After his older brother is gunned down, six-foot-three-inch, 14-year-old Junius sets his heart on vengeance and makes for the Rindge Towers, a three-building slum uneasily shared by two rival pushers. What starts as a narrative limited to the point-of-view of the remorseless teen widens—and widens and widens—until it encompasses a huge cast of characters, including kids, cops, and a legion of small-time thugs. Harwood’s cutaway view of a single bloody day in a housing project is an impressive feat, undercut only by the sameness of some of the warriors, who come fast and furious with names like Big Pickup, Black Jesus, and Seven Heaven. Despite these monikers, there’s nothing cartoonish about the story, which powers forward with a blunt and violent vulgarity: “He pushed the door open and headed out to see what the fuck.” There is a mystery here—who really pulled the trigger on Junius’ bro?—but the point is clearly the bad-versus-worse decisions brought on by bloodlust. Given the characters’ brutality, Harwood’s empathy runs deeply indeed. --Daniel Kraus
So last time out, with Jack Wakes Up, I only got a single trade review--Publishers Weekly. Now, Booklist follows the superlative review of YOUNG JUNIUS in Publishers Weekly (see post) with one of their own.
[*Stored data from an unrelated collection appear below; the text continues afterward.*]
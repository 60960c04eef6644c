//! Session configuration and backend client construction.

use std::fmt;
use std::time::Duration;

use reqwest::header::HeaderValue;
use tutor_common::{Backend, ConfigError};

use crate::{AiClient, AnthropicClient, AnthropicConfig, OpenAiClient, OpenAiConfig};

/// Tuning knobs forwarded to the backend adapter.
#[derive(Debug, Clone)]
pub struct RequestOptions {
    pub max_tokens: u32,
    /// Only sent to OpenAI.
    pub temperature: f64,
    pub timeout: Duration,
    /// Endpoint override; `None` uses the provider's public URL.
    pub base_url: Option<String>,
}

impl Default for RequestOptions {
    fn default() -> Self {
        Self {
            max_tokens: 2000,
            temperature: 0.7,
            timeout: Duration::from_secs(120),
            base_url: None,
        }
    }
}

/// Backend choice, credential, and model for one session's lifetime.
#[derive(Clone)]
pub struct SessionConfig {
    pub backend: Backend,
    pub credential: String,
    /// Empty means the backend's default model.
    pub model: String,
    pub options: RequestOptions,
}

impl fmt::Debug for SessionConfig {
    fn fmt(&self, f: &mut fmt::Formatter<'_>) -> fmt::Result {
        f.debug_struct("SessionConfig")
            .field("backend", &self.backend)
            .field("credential", &"[REDACTED]")
            .field("model", &self.model)
            .field("options", &self.options)
            .finish()
    }
}

impl SessionConfig {
    pub fn new(backend: Backend, credential: impl Into<String>, model: impl Into<String>) -> Self {
        Self {
            backend,
            credential: credential.into(),
            model: model.into(),
            options: RequestOptions::default(),
        }
    }

    /// Like `new`, but with the backend given by identifier (`"openai"`, `"anthropic"`).
    pub fn parse(
        backend: &str,
        credential: impl Into<String>,
        model: impl Into<String>,
    ) -> Result<Self, ConfigError> {
        Ok(Self::new(backend.parse()?, credential, model))
    }

    pub fn with_options(mut self, options: RequestOptions) -> Self {
        self.options = options;
        self
    }

    /// The model actually requested.
    pub fn effective_model(&self) -> &str {
        if self.model.trim().is_empty() {
            self.backend.default_model()
        } else {
            self.model.trim()
        }
    }

    /// Check the credential without touching the network.
    ///
    /// The credential is later sent exactly as given, so it must already be
    /// a valid header value.
    pub fn validate(&self) -> Result<(), ConfigError> {
        if self.credential.trim().is_empty() {
            return Err(ConfigError::MissingCredential(self.backend));
        }
        if HeaderValue::from_str(&self.credential).is_err() {
            return Err(ConfigError::InvalidCredential(self.backend));
        }
        Ok(())
    }

    pub(crate) fn anthropic_config(&self) -> AnthropicConfig {
        let opts = &self.options;
        let mut config = AnthropicConfig::new(self.credential.as_str())
            .with_model(self.effective_model())
            .with_max_tokens(opts.max_tokens)
            .with_timeout(opts.timeout);
        if let Some(ref url) = opts.base_url {
            config = config.with_base_url(url.clone());
        }
        config
    }

    pub(crate) fn openai_config(&self) -> OpenAiConfig {
        let opts = &self.options;
        let mut config = OpenAiConfig::new(self.credential.as_str())
            .with_model(self.effective_model())
            .with_max_tokens(opts.max_tokens)
            .with_temperature(opts.temperature)
            .with_timeout(opts.timeout);
        if let Some(ref url) = opts.base_url {
            config = config.with_base_url(url.clone());
        }
        config
    }

    /// Construct the provider-specific client handle.
    pub(crate) fn build_client(&self) -> Result<Box<dyn AiClient>, ConfigError> {
        let client: Box<dyn AiClient> = match self.backend {
            Backend::Anthropic => Box::new(AnthropicClient::new(self.anthropic_config())?),
            Backend::OpenAi => Box::new(OpenAiClient::new(self.openai_config())?),
        };
        Ok(client)
    }
}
There's ups and downs here, "Big Pickup" not a great name?? But this one comes firmly down on the good side of things. Here's how my agent, Stacia Decker, truncated the news:
"Harwood’s cutaway view of a single bloody day in a housing project is an impressive feat . . . Harwood’s empathy runs deeply indeed." -- Booklist on YOUNG JUNIUS
For the full review, you can see it on the YJ Amazon page for the book or... read on after the break...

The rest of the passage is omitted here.